DR FAYS SCHRATER: If there is a conspiracy to immunise the women of the
Philippines with chorionic gonadotropin rather than tetanus, then it requires
the knowledge of some member of a government, or two. It requires the
participation of a manufacturer to link the chorionic gonadotropin physically to
the tetanus toxoid - you can't just throw it in the vial and expect it to do its
work. And it requires that it be mislabelled and that it be shipped then to a
centre who knows what's in it and who is going to distribute it in a guise of
tetanus vaccine. Of course it's plausible and in fact it's probably not all that
complicated. All it takes is money and desire and the willingness to lie. We
have this long history, we, as women, of been either lied to or coerced in terms
of contraception. We've been lied to in terms of either the dosage of hormones
like in the pill, we've been lied to about the effects of Norplant, we have had
Norplant coercively used and then refusal to remove it, women have been forced
into sterilisation camps. There's a long history of medical science being used
negatively on women's bodies and of women being lied to.
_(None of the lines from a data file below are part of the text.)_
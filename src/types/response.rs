//! Uniform adapter response and the failure taxonomy.

use serde::{Deserialize, Serialize};
use std::fmt;
use std::time::Duration;

/// Classified failure kinds.
///
/// Adapter-level kinds (`Network` .. `BackendError`) travel inside failed
/// [`Response`]s. `CacheUnavailable` is only ever logged, `Disagreement`
/// only appears on ensemble results, and `ConfigInvalid` mirrors the fatal
/// startup error so it can be reported uniformly.
#[derive(Debug, Clone, Copy, PartialEq, Eq, Hash, Serialize, Deserialize)]
#[serde(rename_all = "snake_case")]
pub enum ErrorKind {
    Network,
    Timeout,
    Auth,
    RateLimited,
    BackendError,
    CacheUnavailable,
    Disagreement,
    ConfigInvalid,
}

impl ErrorKind {
    /// Transient kinds that may heal on their own and are worth retrying.
    pub fn is_retryable(&self) -> bool {
        matches!(
            self,
            ErrorKind::Network | ErrorKind::Timeout | ErrorKind::RateLimited
        )
    }

    pub fn as_str(&self) -> &'static str {
        match self {
            ErrorKind::Network => "network",
            ErrorKind::Timeout => "timeout",
            ErrorKind::Auth => "auth",
            ErrorKind::RateLimited => "rate_limited",
            ErrorKind::BackendError => "backend_error",
            ErrorKind::CacheUnavailable => "cache_unavailable",
            ErrorKind::Disagreement => "disagreement",
            ErrorKind::ConfigInvalid => "config_invalid",
        }
    }
}

impl fmt::Display for ErrorKind {
    fn fmt(&self, f: &mut fmt::Formatter<'_>) -> fmt::Result {
        f.write_str(self.as_str())
    }
}

#[derive(Debug, Clone, PartialEq, Eq, Serialize, Deserialize)]
pub struct ErrorInfo {
    pub kind: ErrorKind,
    pub message: String,
}

impl ErrorInfo {
    pub fn new(kind: ErrorKind, message: impl Into<String>) -> Self {
        Self {
            kind,
            message: message.into(),
        }
    }
}

impl fmt::Display for ErrorInfo {
    fn fmt(&self, f: &mut fmt::Formatter<'_>) -> fmt::Result {
        write!(f, "{}: {}", self.kind, self.message)
    }
}

/// Result of one adapter call.
///
/// Failures are data: `succeeded == false` and `error` describes why.
#[derive(Debug, Clone, PartialEq, Serialize, Deserialize)]
pub struct Response {
    pub backend_id: String,
    pub text: String,
    pub token_count: u32,
    /// Generated tokens alone. `token_count` may include the prompt on
    /// hosted backends.
    #[serde(default, skip_serializing_if = "Option::is_none")]
    pub completion_tokens: Option<u32>,
    #[serde(with = "duration_ms")]
    pub latency: Duration,
    pub succeeded: bool,
    pub error: Option<ErrorInfo>,
}

impl Response {
    pub fn success(
        backend_id: impl Into<String>,
        text: impl Into<String>,
        token_count: u32,
        latency: Duration,
    ) -> Self {
        Self {
            backend_id: backend_id.into(),
            text: text.into(),
            token_count,
            completion_tokens: None,
            latency,
            succeeded: true,
            error: None,
        }
    }

    pub fn failure(
        backend_id: impl Into<String>,
        kind: ErrorKind,
        message: impl Into<String>,
        latency: Duration,
    ) -> Self {
        Self {
            backend_id: backend_id.into(),
            text: String::new(),
            token_count: 0,
            completion_tokens: None,
            latency,
            succeeded: false,
            error: Some(ErrorInfo::new(kind, message)),
        }
    }

    pub fn error_kind(&self) -> Option<ErrorKind> {
        self.error.as_ref().map(|e| e.kind)
    }

    pub fn with_completion_tokens(mut self, completion_tokens: u32) -> Self {
        self.completion_tokens = Some(completion_tokens);
        self
    }

    /// Tokens spent on the answer itself, for budget checks.
    pub fn generated_tokens(&self) -> u32 {
        self.completion_tokens.unwrap_or(self.token_count)
    }

    pub fn with_latency(mut self, latency: Duration) -> Self {
        self.latency = latency;
        self
    }
}

mod duration_ms {
    use serde::{Deserialize, Deserializer, Serializer};
    use std::time::Duration;

    pub fn serialize<S: Serializer>(d: &Duration, s: S) -> Result<S::Ok, S::Error> {
        s.serialize_u64(d.as_millis() as u64)
    }

    pub fn deserialize<'de, D: Deserializer<'de>>(d: D) -> Result<Duration, D::Error> {
        Ok(Duration::from_millis(u64::deserialize(d)?))
    }
}

#[cfg(test)]
mod tests {
    use super::*;

    #[test]
    fn test_retryable_kinds() {
        assert!(ErrorKind::Network.is_retryable());
        assert!(ErrorKind::Timeout.is_retryable());
        assert!(ErrorKind::RateLimited.is_retryable());
        assert!(!ErrorKind::Auth.is_retryable());
        assert!(!ErrorKind::BackendError.is_retryable());
        assert!(!ErrorKind::Disagreement.is_retryable());
    }

    #[test]
    fn test_failure_shape() {
        let r = Response::failure("gemini", ErrorKind::Auth, "bad key", Duration::ZERO);
        assert!(!r.succeeded);
        assert!(r.text.is_empty());
        assert_eq!(r.error_kind(), Some(ErrorKind::Auth));
        assert_eq!(r.error.unwrap().to_string(), "auth: bad key");
    }

    #[test]
    fn test_kind_serializes_snake_case() {
        let v = serde_json::to_value(ErrorKind::RateLimited).unwrap();
        assert_eq!(v, serde_json::json!("rate_limited"));
    }

    #[test]
    fn test_latency_serialized_as_millis() {
        let r = Response::success("ollama", "ok", 3, Duration::from_millis(1500));
        let v = serde_json::to_value(&r).unwrap();
        assert_eq!(v["latency"], 1500);
        let back: Response = serde_json::from_value(v).unwrap();
        assert_eq!(back, r);
    }

    #[test]
    fn test_generated_tokens_prefers_completion_count() {
        let r = Response::success("openai", "ok", 2400, Duration::ZERO);
        assert_eq!(r.generated_tokens(), 2400);
        let r = r.with_completion_tokens(150);
        assert_eq!(r.generated_tokens(), 150);
        assert_eq!(r.token_count, 2400);

        // entries cached before the field existed still decode
        let v = serde_json::json!({
            "backend_id": "openai", "text": "ok", "token_count": 5,
            "latency": 10, "succeeded": true, "error": null
        });
        let back: Response = serde_json::from_value(v).unwrap();
        assert_eq!(back.completion_tokens, None);
    }
}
FARIDA AKHTER: We are for family planning, but this is not happening. External
agencies - the government, the international aid agencies - they decide what
method we should have, how many children we should have, and then they decide
even what kind of contraceptive we should have, and then they dump on us all the
rejected ones, new ones they test on our bodies and woman have no control over
it.
NARRATOR: Every year 13 million children under five die, half a million women
die in pregnancy, there are 50 million abortions worldwide. The need for family
planning and new contraceptives is overwhelming.
AMY POLLACK: If we fail to recognise the human rights of women in developing
countries in terms of testing contraceptives and using contraceptives, then we
will lose all of the methods around. Women will deny themselves family planning
methods because they will consider it all of the time an experiment, and they
will never trust the support that they're getting from outside of their own
country. That's a risk that we take.